Sesler duyulmalı; üstelik o sesler, yaşamdan, insanca yaşamaktan, doğayla
uyumlu bir bütün haline gelebilmekten yana olmalı... Kulağımı açtım, sesleri
bekliyor, dinliyor, kendi sesimi bulmaya çalışıyorum.
Bugün
Pazar... Aslında günlerin ne olduğunun da bir anlamı kalmadı. Her biri
diğerinin benzeri, ince ayrımlarda keyif saklı. Bugünün bu keyfi de
intörnlerimizden gelen, COVID-19 ile ilgili bir sunum yapmam konusundaki talebi
karşılayabilmem oldu. Yine online olarak buluştuk. Bu kez çalışma odam,
sevdiğim, özlediğim öğrencilerimle doldu. Aile hekimi dostlarım ve asistanlarım
da katıldılar bize. Bildiğimi, biriktirdiğimi anlattım. Bunun da bir tür üretim
olduğunu kabul ederek... Bilgiyi elden ele geçirmenin üretken gücüne hizmet
ederek...
Şimdi
videonun montajını yapıyorum, paylaşıma açmaya hazırlanıyorum. Bu süreçte
teknik anlamda da ne çok yeni kazanımım oldu. Bir de söyleyip durduğum gibi
beynimde nöronların bağlantıları arttı. Bir an boşluk bulunca, editörü olduğum
bültene gelen bir yazıyı okudum. Hafta başında gönderilmişti, ama okumak için
zaman bulamamıştım. COVID-19 geçiren arkadaşım Çağla, o süreçte tuttuğu günlüğü
bizimle paylaşmak için göndermiş. Okuduğumda çok etkilendim. En çok, her tür
duyguyu en içten şekilde dile getirmesinden ve gönül gözüyle süreci
değerlendirerek yaptığı saptamalardan etkilendim. Hemen aradım onu. Haziran
ayını beklemez bu yazı, dedim. Bültenin çıkmasına neredeyse bir buçuk ay vardı.

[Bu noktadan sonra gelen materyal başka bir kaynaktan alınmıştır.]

use thiserror::Error;

#[derive(Debug, Clone, PartialEq, Error)]
pub enum ModelError {
    #[error("unsupported production function '{0}' (expected 'ces' or 'cobb-douglas')")]
    UnsupportedTechnology(String),

    #[error("invalid parameter {name}: {reason}")]
    InvalidParameter { name: &'static str, reason: String },

    #[error("cannot find bracket for s in period {period} after {iterations} iterations")]
    BracketNotFound { period: usize, iterations: u32 },

    #[error("euler error does not change sign on [{lower}, {upper}] in period {period}")]
    RootNotFound {
        period: usize,
        lower: f64,
        upper: f64,
    },

    #[error("bisection did not converge in period {period} after {iterations} iterations")]
    NotConverged { period: usize, iterations: u32 },
}

impl ModelError {
    pub(crate) fn invalid(name: &'static str, reason: impl Into<String>) -> Self {
        ModelError::InvalidParameter {
            name,
            reason: reason.into(),
        }
    }

    pub fn is_configuration(&self) -> bool {
        matches!(
            self,
            ModelError::UnsupportedTechnology(_) | ModelError::InvalidParameter { .. }
        )
    }
}

#[derive(Debug, Clone, Copy, PartialEq, Error)]
pub enum SolveError {
    #[error("no sign change found after {iterations} iterations")]
    BracketNotFound { iterations: u32 },

    #[error("f({lower}) and f({upper}) must have different signs")]
    NotBracketed { lower: f64, upper: f64 },

    #[error("failed to converge after {iterations} iterations")]
    NotConverged { iterations: u32 },
}

impl SolveError {
    pub fn at_period(self, period: usize) -> ModelError {
        match self {
            SolveError::BracketNotFound { iterations } => ModelError::BracketNotFound {
                period,
                iterations,
            },
            SolveError::NotBracketed { lower, upper } => ModelError::RootNotFound {
                period,
                lower,
                upper,
            },
            SolveError::NotConverged { iterations } => ModelError::NotConverged {
                period,
                iterations,
            },
        }
    }
}
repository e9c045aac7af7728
mod engine;
mod error;
mod fiscal;
mod production;
mod solver;
mod types;

pub use engine::{
    OlgModel, euler_error, simulate_after_s, simulate_before_s, solve_saving_rate,
};
pub use error::{ModelError, SolveError};
pub use fiscal::{FiscalOutcome, settle};
pub use production::FactorMarket;
pub use solver::{Bracket, Root, bisect, find_bracket};
pub use types::{
    Params, ProductionFunction, SimSeries, SimulationReport, SolverConfig, TerminalPeriod,
};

Oysa anlatılanlar günceldi, şu dönemde birçok kişinin hayata bakış açısını
değiştirmesine, yalnız olmadığını hissetmesine ya da şanslarını görebilmesine
yardımı olacaktı. Dizgi işine amatörce soyundu, yazıyı ve fotoğrafları dizdim
ve paylaştım. Hızla güzel yorumlar aldık. Medyada çalışsaydım "burnumun
iyi koku aldığını" söylerlerdi sanırım. Etkili olacak, beğeni toplayacak
paylaşımları, projeleri seçebiliyor olmalıyım. Uğraştığım işlerin geri
dönüşleri böyle düşünmeme yol açıyor. Oysa ben sadece sezgimi biledim, kendi
beğenimi daha çok dinler oldum ve bu empati duygusu genele yansıtılabilir oldu.

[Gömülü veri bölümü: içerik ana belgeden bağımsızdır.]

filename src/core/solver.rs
use tracing::trace;

use super::error::SolveError;
use super::types::SolverConfig;

#[derive(Debug, Clone, Copy, PartialEq)]
pub struct Bracket {
    pub lower: f64,
    pub upper: f64,
}

#[derive(Debug, Clone, Copy, PartialEq)]
pub struct Root {
    pub x: f64,
    pub iterations: u32,
}

fn sign(value: f64) -> f64 {
    if value > 0.0 {
        1.0
    } else if value < 0.0 {
        -1.0
    } else {
        0.0
    }
}

/// A non-finite value is read as a saving rate that is too low and raises the
/// lower bound. A finite value with the reference sign lowers the upper bound.
pub fn find_bracket<F>(mut f: F, config: &SolverConfig) -> Result<Bracket, SolveError>
where
    F: FnMut(f64) -> f64,
{
    let s_min = config.edge_eps;
    let s_max = 1.0 - config.edge_eps;

    let value = f(s_max);
    let sign_max = sign(value);
    trace!(s = s_max, euler_error = value, "bracket reference");

    let mut lower = s_min;
    let mut upper = s_max;

    for _ in 0..config.bracket_max_iterations {
        let s = (lower + upper) / 2.0;
        let value = f(s);
        trace!(s, euler_error = value, "bracket probe");

        let valid = value.is_finite();
        let correct_sign = sign(value) * sign_max < 0.0;

        if valid && correct_sign {
            trace!(lower = s, upper, "bracket found");
            return Ok(Bracket { lower: s, upper });
        } else if !valid {
            lower = s;
        } else {
            upper = s;
        }
    }

    Err(SolveError::BracketNotFound {
        iterations: config.bracket_max_iterations,
    })
}

/// The final evaluation of `f` is always at the returned root.
pub fn bisect<F>(mut f: F, bracket: Bracket, config: &SolverConfig) -> Result<Root, SolveError>
where
    F: FnMut(f64) -> f64,
{
    let mut xa = bracket.lower;
    let xb = bracket.upper;
    let fa = f(xa);
    let fb = f(xb);

    if fa.is_nan() || fb.is_nan() || fa * fb > 0.0 {
        return Err(SolveError::NotBracketed {
            lower: xa,
            upper: xb,
        });
    }
    if fa == 0.0 {
        f(xa);
        return Ok(Root {
            x: xa,
            iterations: 0,
        });
    }
    if fb == 0.0 {
        return Ok(Root {
            x: xb,
            iterations: 0,
        });
    }

    let mut dm = xb - xa;
    for it in 1..=config.max_iterations {
        dm *= 0.5;
        let xm = xa + dm;
        let fm = f(xm);
        if fm * fa >= 0.0 {
            xa = xm;
        }
        if fm == 0.0 || dm.abs() < config.xtol + config.rtol * xm.abs() {
            return Ok(Root { x: xm, iterations: it });
        }
    }

    Err(SolveError::NotConverged {
        iterations: config.max_iterations,
    })
}

#[cfg(test)]
mod tests {
    use super::*;

    fn assert_close(actual: f64, expected: f64, tol: f64) {
        assert!(
            (actual - expected).abs() <= tol,
            "expected {expected}, got {actual}, tolerance {tol}"
        );
    }

    #[test]
    fn bisect_finds_square_root() {
        let config = SolverConfig::default();
        let root = bisect(
            |x| x * x - 2.0,
            Bracket {
                lower: 0.0,
                upper: 2.0,
            },
            &config,
        )
        .expect("must converge");
        assert_close(root.x, 2f64.sqrt(), 1e-11);
        assert!(root.iterations <= config.max_iterations);
    }

    #[test]
    fn bisect_rejects_interval_without_sign_change() {
        let err = bisect(
            |x| x * x + 1.0,
            Bracket {
                lower: -1.0,
                upper: 1.0,
            },
            &SolverConfig::default(),
        )
        .expect_err("no sign change");
        assert_eq!(
            err,
            SolveError::NotBracketed {
                lower: -1.0,
                upper: 1.0
            }
        );
    }

    #[test]
    fn bisect_rejects_nan_endpoint() {
        let err = bisect(
            |x| if x < 0.5 { f64::NAN } else { 1.0 },
            Bracket {
                lower: 0.1,
                upper: 0.9,
            },
            &SolverConfig::default(),
        )
        .expect_err("nan endpoint");
        assert!(matches!(err, SolveError::NotBracketed { .. }));
    }

    #[test]
    fn bisect_reports_iteration_cap() {
        let config = SolverConfig {
            max_iterations: 3,
            ..SolverConfig::default()
        };
        let err = bisect(
            |x| x - 0.123_456,
            Bracket {
                lower: 0.0,
                upper: 1.0,
            },
            &config,
        )
        .expect_err("too few iterations");
        assert_eq!(err, SolveError::NotConverged { iterations: 3 });
    }

    #[test]
    fn bisect_last_evaluation_is_at_the_root() {
        let mut last = f64::NAN;
        let root = bisect(
            |x| {
                last = x;
                x.powi(3) - 0.2
            },
            Bracket {
                lower: 0.0,
                upper: 1.0,
            },
            &SolverConfig::default(),
        )
        .expect("must converge");
        assert_eq!(last, root.x);
    }

    #[test]
    fn bracket_found_for_decreasing_function() {
        let config = SolverConfig::default();
        let f = |s: f64| 0.3 - s;
        let bracket = find_bracket(f, &config).expect("bracket exists");
        assert!(bracket.lower < bracket.upper);
        assert!(f(bracket.lower) * f(bracket.upper) < 0.0);
    }

    #[test]
    fn bracket_skips_non_finite_region() {
        let config = SolverConfig::default();
        let f = |s: f64| {
            if s < 0.15 {
                f64::NAN
            } else {
                1.0 / (1.0 - s) - 0.25 / s
            }
        };
        let bracket = find_bracket(f, &config).expect("bracket exists");
        let lo = f(bracket.lower);
        let hi = f(bracket.upper);
        assert!(lo.is_finite() && hi.is_finite());
        assert!(lo.signum() != hi.signum());
        assert!(bracket.lower >= 0.15);
    }

    #[test]
    fn bracket_not_found_without_sign_change() {
        let config = SolverConfig {
            bracket_max_iterations: 50,
            ..SolverConfig::default()
        };
        let mut calls = 0;
        let err = find_bracket(
            |_| {
                calls += 1;
                1.0
            },
            &config,
        )
        .expect_err("constant function");
        assert_eq!(err, SolveError::BracketNotFound { iterations: 50 });
        assert_eq!(calls, 51);
    }

    #[test]
    fn bracket_then_bisect_solves_euler_like_objective() {
        let config = SolverConfig::default();
        let f = |s: f64| (1.0 - s).powf(-2.0) - 4.0 * s.powf(-2.0);
        let bracket = find_bracket(f, &config).expect("bracket exists");
        let root = bisect(f, bracket, &config).expect("must converge");
        assert_close(root.x, 2.0 / 3.0, 1e-10);
    }
}
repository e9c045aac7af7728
pub mod api;
pub mod core;
pub mod logging;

Bana da iyi gelmesi cabası. Zaten o yüzden insanlara iyi gelecek olanı
sezebilir, seçebilir ve teknik konulardaki yeni ortaya çıkan merakım ve şansım
sayesinde şekillendirebilir oldu. Bu kazanımı da buraya not etmiş olayım.
Yoğunluğuma
şaşıranlara söylediğim gibi, bir köşede oturmayı seçmedim çünkü yaşamı
seviyorum. Evet, enerjimi aldığım en temel kaynak yaşam sevincim. Üreterek var
oluyorum, sizlerden yansımalarla çoğalması da cabası...
Sesim
duyulsun istiyorum. Söyleyecek söz biriktirmek bu nedenle önemli. Yazdığımı
noktalayıp yaşama dönsem iyi olacak. Birikip taşana dek...
©Göksel Altınışık Ergur
Yayınlanma tarihi:
26.04.2020
Yorumlar
Yazın harika! Yüreğine ve emeğine sağlık.

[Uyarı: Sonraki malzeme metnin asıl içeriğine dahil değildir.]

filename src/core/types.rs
use std::fmt;
use std::str::FromStr;
use std::time::Duration;

use serde::Serialize;

use super::error::ModelError;

#[derive(Copy, Clone, Debug, Eq, PartialEq, Serialize)]
#[serde(rename_all = "kebab-case")]
pub enum ProductionFunction {
    Ces,
    CobbDouglas,
}

impl ProductionFunction {
    pub fn as_str(self) -> &'static str {
        match self {
            ProductionFunction::Ces => "ces",
            ProductionFunction::CobbDouglas => "cobb-douglas",
        }
    }
}

impl fmt::Display for ProductionFunction {
    fn fmt(&self, f: &mut fmt::Formatter<'_>) -> fmt::Result {
        f.write_str(self.as_str())
    }
}

impl FromStr for ProductionFunction {
    type Err = ModelError;

    fn from_str(s: &str) -> Result<Self, Self::Err> {
        match s {
            "ces" => Ok(ProductionFunction::Ces),
            "cobb-douglas" => Ok(ProductionFunction::CobbDouglas),
            _ => Err(ModelError::UnsupportedTechnology(s.to_string())),
        }
    }
}

#[derive(Debug, Clone, Serialize)]
#[serde(rename_all = "camelCase")]
pub struct Params {
    pub sigma: f64,
    pub beta: f64,
    pub production_function: ProductionFunction,
    pub alpha: f64,
    // CES only
    pub theta: f64,
    pub delta: f64,
    pub tau_w: f64,
    pub tau_r: f64,
    pub k_lag_ini: f64,
    pub b_lag_ini: f64,
    pub sim_t: usize,
}

impl Default for Params {
    fn default() -> Self {
        Self {
            sigma: 2.0,
            beta: 1.0 / 1.40,
            production_function: ProductionFunction::Ces,
            alpha: 0.30,
            theta: 0.05,
            delta: 0.50,
            tau_w: 0.10,
            tau_r: 0.20,
            k_lag_ini: 1.0,
            b_lag_ini: 0.0,
            sim_t: 50,
        }
    }
}

impl Params {
    pub fn validate(&self) -> Result<(), ModelError> {
        if !self.sigma.is_finite() || self.sigma <= 0.0 {
            return Err(ModelError::invalid("sigma", "must be > 0"));
        }
        if !(self.beta > 0.0 && self.beta < 1.0) {
            return Err(ModelError::invalid("beta", "must be between 0 and 1"));
        }
        if !(self.alpha > 0.0 && self.alpha < 1.0) {
            return Err(ModelError::invalid("alpha", "must be between 0 and 1"));
        }
        if !(0.0..=1.0).contains(&self.delta) {
            return Err(ModelError::invalid("delta", "must be between 0 and 1"));
        }
        if self.production_function == ProductionFunction::Ces
            && (!self.theta.is_finite() || self.theta == 0.0)
        {
            return Err(ModelError::invalid(
                "theta",
                "must be finite and non-zero for ces production",
            ));
        }
        if !(0.0..1.0).contains(&self.tau_w) {
            return Err(ModelError::invalid("tau_w", "must be in [0, 1)"));
        }
        if !(0.0..1.0).contains(&self.tau_r) {
            return Err(ModelError::invalid("tau_r", "must be in [0, 1)"));
        }
        if !self.k_lag_ini.is_finite() || self.k_lag_ini <= 0.0 {
            return Err(ModelError::invalid("k_lag_ini", "must be > 0"));
        }
        if !self.b_lag_ini.is_finite() {
            return Err(ModelError::invalid("b_lag_ini", "must be finite"));
        }
        if self.sim_t == 0 {
            return Err(ModelError::invalid("sim_t", "must be > 0"));
        }
        Ok(())
    }
}

#[derive(Copy, Clone, Debug, Eq, PartialEq)]
pub enum TerminalPeriod {
    CarryForward,
    // young consumption and capital stay NaN
    LeaveOpen,
}

#[derive(Debug, Clone, Copy)]
pub struct SolverConfig {
    pub edge_eps: f64,
    pub bracket_max_iterations: u32,
    pub xtol: f64,
    pub rtol: f64,
    pub max_iterations: u32,
    pub terminal_period: TerminalPeriod,
}

impl Default for SolverConfig {
    fn default() -> Self {
        Self {
            edge_eps: 1e-8,
            bracket_max_iterations: 500,
            xtol: 2e-12,
            rtol: 4.0 * f64::EPSILON,
            max_iterations: 100,
            terminal_period: TerminalPeriod::CarryForward,
        }
    }
}

// Real-valued series start at NaN. Spending starts at zero with a balanced budget.
#[derive(Debug, Clone, Serialize)]
#[serde(rename_all = "camelCase")]
pub struct SimSeries {
    pub c1: Vec<f64>,
    pub c2: Vec<f64>,
    pub k: Vec<f64>,
    pub y: Vec<f64>,
    pub k_lag: Vec<f64>,
    pub w: Vec<f64>,
    pub rk: Vec<f64>,
    pub rb: Vec<f64>,
    pub r: Vec<f64>,
    pub rt: Vec<f64>,
    pub g: Vec<f64>,
    pub tax: Vec<f64>,
    pub b: Vec<f64>,
    pub balanced_budget: Vec<bool>,
    pub b_lag: Vec<f64>,
}

impl SimSeries {
    pub fn new(periods: usize) -> Self {
        let nan = || vec![f64::NAN; periods];
        Self {
            c1: nan(),
            c2: nan(),
            k: nan(),
            y: nan(),
            k_lag: nan(),
            w: nan(),
            rk: nan(),
            rb: nan(),
            r: nan(),
            rt: nan(),
            g: vec![0.0; periods],
            tax: nan(),
            b: nan(),
            balanced_budget: vec![true; periods],
            b_lag: nan(),
        }
    }

    pub fn len(&self) -> usize {
        self.k.len()
    }

    pub fn is_empty(&self) -> bool {
        self.k.is_empty()
    }

    pub fn real_series(&self) -> [(&'static str, &[f64]); 14] {
        [
            ("C1", self.c1.as_slice()),
            ("C2", self.c2.as_slice()),
            ("K", self.k.as_slice()),
            ("Y", self.y.as_slice()),
            ("K_lag", self.k_lag.as_slice()),
            ("w", self.w.as_slice()),
            ("rk", self.rk.as_slice()),
            ("rb", self.rb.as_slice()),
            ("r", self.r.as_slice()),
            ("rt", self.rt.as_slice()),
            ("G", self.g.as_slice()),
            ("T", self.tax.as_slice()),
            ("B", self.b.as_slice()),
            ("B_lag", self.b_lag.as_slice()),
        ]
    }
}

#[derive(Debug, Clone)]
pub struct SimulationReport {
    pub elapsed: Duration,
    pub saving_rates: Vec<f64>,
    pub residual_evaluations: usize,
}
use super::types::ProductionFunction;

const LABOR: f64 = 1.0;

#[derive(Debug, Clone, Copy, PartialEq)]
pub struct FactorMarket {
    pub y: f64,
    // before depreciation
    pub rk: f64,
    pub w: f64,
}

impl ProductionFunction {
    pub fn factor_market(self, k_lag: f64, alpha: f64, theta: f64) -> FactorMarket {
        match self {
            ProductionFunction::Ces => ces(k_lag, alpha, theta),
            ProductionFunction::CobbDouglas => cobb_douglas(k_lag, alpha),
        }
    }
}

fn ces(k_lag: f64, alpha: f64, theta: f64) -> FactorMarket {
    let y = (alpha * k_lag.powf(-theta) + (1.0 - alpha) * LABOR.powf(-theta)).powf(-1.0 / theta);
    let rk = alpha * k_lag.powf(-theta - 1.0) * y.powf(1.0 + theta);
    let w = (1.0 - alpha) * LABOR.powf(-theta - 1.0) * y.powf(1.0 + theta);
    FactorMarket { y, rk, w }
}

fn cobb_douglas(k_lag: f64, alpha: f64) -> FactorMarket {
    let y = k_lag.powf(alpha) * LABOR.powf(1.0 - alpha);
    let rk = alpha * k_lag.powf(alpha - 1.0) * LABOR.powf(1.0 - alpha);
    let w = (1.0 - alpha) * k_lag.powf(alpha) * LABOR.powf(-alpha);
    FactorMarket { y, rk, w }
}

Yazının sonunda yaşam sevincinin enerji kaynağı ve üretme eyleminin var olma biçimi olduğu mesajın iyi uymuş.
İnsanların senden öğrenecekleri çok şey var.
Kendine iyi bak…
Selamlar, sevgiler, sağlıklar, mutluluklar, kolaylıklar ve başarılar…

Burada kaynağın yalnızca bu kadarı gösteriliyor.